**About this exercise:**
What you return must match the records character for character.

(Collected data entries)
-*-

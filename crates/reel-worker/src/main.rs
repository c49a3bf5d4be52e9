//! Task-runner binary.
//!
//! Exit codes: 0 success (including already-finished no-ops), 1 invalid
//! invocation or fatal error, 2 task failed due to an external factor.

use clap::Parser;
use tracing::{error, info};
use tracing_subscriber::{fmt, prelude::*, EnvFilter};

use reel_models::TaskId;
use reel_worker::{TaskController, WorkerConfig, WorkerContext};

#[derive(Debug, Parser)]
#[command(name = "reel-worker", about = "ReelGen video generation worker")]
struct Cli {
    /// Task ID to process
    task_id: Option<String>,

    /// Task ID (alternative to the positional argument)
    #[arg(long = "task-id")]
    task_id_flag: Option<String>,

    /// API key for the task store
    #[arg(long)]
    api_key: Option<String>,

    /// Path to a configuration file (exported to the environment)
    #[arg(long)]
    config: Option<String>,

    /// Enable verbose logging
    #[arg(short, long)]
    verbose: bool,

    /// Enable debug mode
    #[arg(long)]
    debug: bool,
}

#[tokio::main]
async fn main() {
    // Install rustls crypto provider (required for TLS/HTTPS)
    rustls::crypto::ring::default_provider()
        .install_default()
        .expect("Failed to install rustls crypto provider");

    dotenvy::dotenv().ok();

    let cli = Cli::parse();

    if cli.verbose {
        std::env::set_var("VERBOSE", "true");
    }
    if cli.debug {
        std::env::set_var("DEBUG", "true");
    }
    if let Some(api_key) = &cli.api_key {
        std::env::set_var("TASK_STORE_API_KEY", api_key);
    }
    if let Some(config_file) = &cli.config {
        dotenvy::from_path(config_file).ok();
    }

    let default_level = if cli.debug {
        "debug"
    } else if cli.verbose {
        "info"
    } else {
        "warn"
    };
    tracing_subscriber::registry()
        .with(fmt::layer().json())
        .with(
            EnvFilter::from_default_env()
                .add_directive(format!("reel={default_level}").parse().unwrap()),
        )
        .init();

    let Some(task_id) = cli.task_id.or(cli.task_id_flag) else {
        eprintln!("Usage: reel-worker <task_id> or reel-worker --task-id <task_id>");
        eprintln!("Optional: --api-key <key> --verbose --debug --config <file>");
        std::process::exit(1);
    };
    let task_id = TaskId::from_string(task_id);

    info!(task_id = %task_id, "Starting reel-worker");

    let config = WorkerConfig::from_env();
    let ctx = match WorkerContext::from_env(config).await {
        Ok(ctx) => ctx,
        Err(e) => {
            error!("Failed to initialize worker context: {e}");
            std::process::exit(1);
        }
    };

    let controller = TaskController::new(ctx);
    match controller.run(&task_id).await {
        Ok(outcome) => {
            info!(task_id = %task_id, outcome = ?outcome, "Task completed");
            std::process::exit(0);
        }
        Err(e) if e.is_external() => {
            error!(task_id = %task_id, error = %e, "Task failed due to an external factor");
            std::process::exit(2);
        }
        Err(e) => {
            error!(task_id = %task_id, error = %e, "Task failed");
            std::process::exit(1);
        }
    }
}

-*-

**Result below:**
filename crates/reel-worker/src/main.rs
repository c49a3bf5d4be52e9
//! Task-runner binary.
//!
//! Exit codes: 0 success (including already-finished no-ops), 1 invalid
//! invocation or fatal error, 2 task failed due to an external factor.

use clap::Parser;
use tracing::{error, info};
use tracing_subscriber::{fmt, prelude::*, EnvFilter};

use reel_models::TaskId;
use reel_worker::{TaskController, WorkerConfig, WorkerContext};

#[derive(Debug, Parser)]
#[command(name = "reel-worker", about = "ReelGen video generation worker")]
struct Cli {
    /// Task ID to process
    task_id: Option<String>,

    /// Task ID (alternative to the positional argument)
    #[arg(long = "task-id")]
    task_id_flag: Option<String>,

    /// API key for the task store
    #[arg(long)]
    api_key: Option<String>,

    /// Path to a configuration file (exported to the environment)
    #[arg(long)]
    config: Option<String>,

    /// Enable verbose logging
    #[arg(short, long)]
    verbose: bool,

    /// Enable debug mode
    #[arg(long)]
    debug: bool,
}

#[tokio::main]
async fn main() {
    // Install rustls crypto provider (required for TLS/HTTPS)
    rustls::crypto::ring::default_provider()
        .install_default()
        .expect("Failed to install rustls crypto provider");

    dotenvy::dotenv().ok();

    let cli = Cli::parse();

    if cli.verbose {
        std::env::set_var("VERBOSE", "true");
    }
    if cli.debug {
        std::env::set_var("DEBUG", "true");
    }
    if let Some(api_key) = &cli.api_key {
        std::env::set_var("TASK_STORE_API_KEY", api_key);
    }
    if let Some(config_file) = &cli.config {
        dotenvy::from_path(config_file).ok();
    }

    let default_level = if cli.debug {
        "debug"
    } else if cli.verbose {
        "info"
    } else {
        "warn"
    };
    tracing_subscriber::registry()
        .with(fmt::layer().json())
        .with(
            EnvFilter::from_default_env()
                .add_directive(format!("reel={default_level}").parse().unwrap()),
        )
        .init();

    let Some(task_id) = cli.task_id.or(cli.task_id_flag) else {
        eprintln!("Usage: reel-worker <task_id> or reel-worker --task-id <task_id>");
        eprintln!("Optional: --api-key <key> --verbose --debug --config <file>");
        std::process::exit(1);
    };
    let task_id = TaskId::from_string(task_id);

    info!(task_id = %task_id, "Starting reel-worker");

    let config = WorkerConfig::from_env();
    let ctx = match WorkerContext::from_env(config).await {
        Ok(ctx) => ctx,
        Err(e) => {
            error!("Failed to initialize worker context: {e}");
            std::process::exit(1);
        }
    };

    let controller = TaskController::new(ctx);
    match controller.run(&task_id).await {
        Ok(outcome) => {
            info!(task_id = %task_id, outcome = ?outcome, "Task completed");
            std::process::exit(0);
        }
        Err(e) if e.is_external() => {
            error!(task_id = %task_id, error = %e, "Task failed due to an external factor");
            std::process::exit(2);
        }
        Err(e) => {
            error!(task_id = %task_id, error = %e, "Task failed");
            std::process::exit(1);
        }
    }
}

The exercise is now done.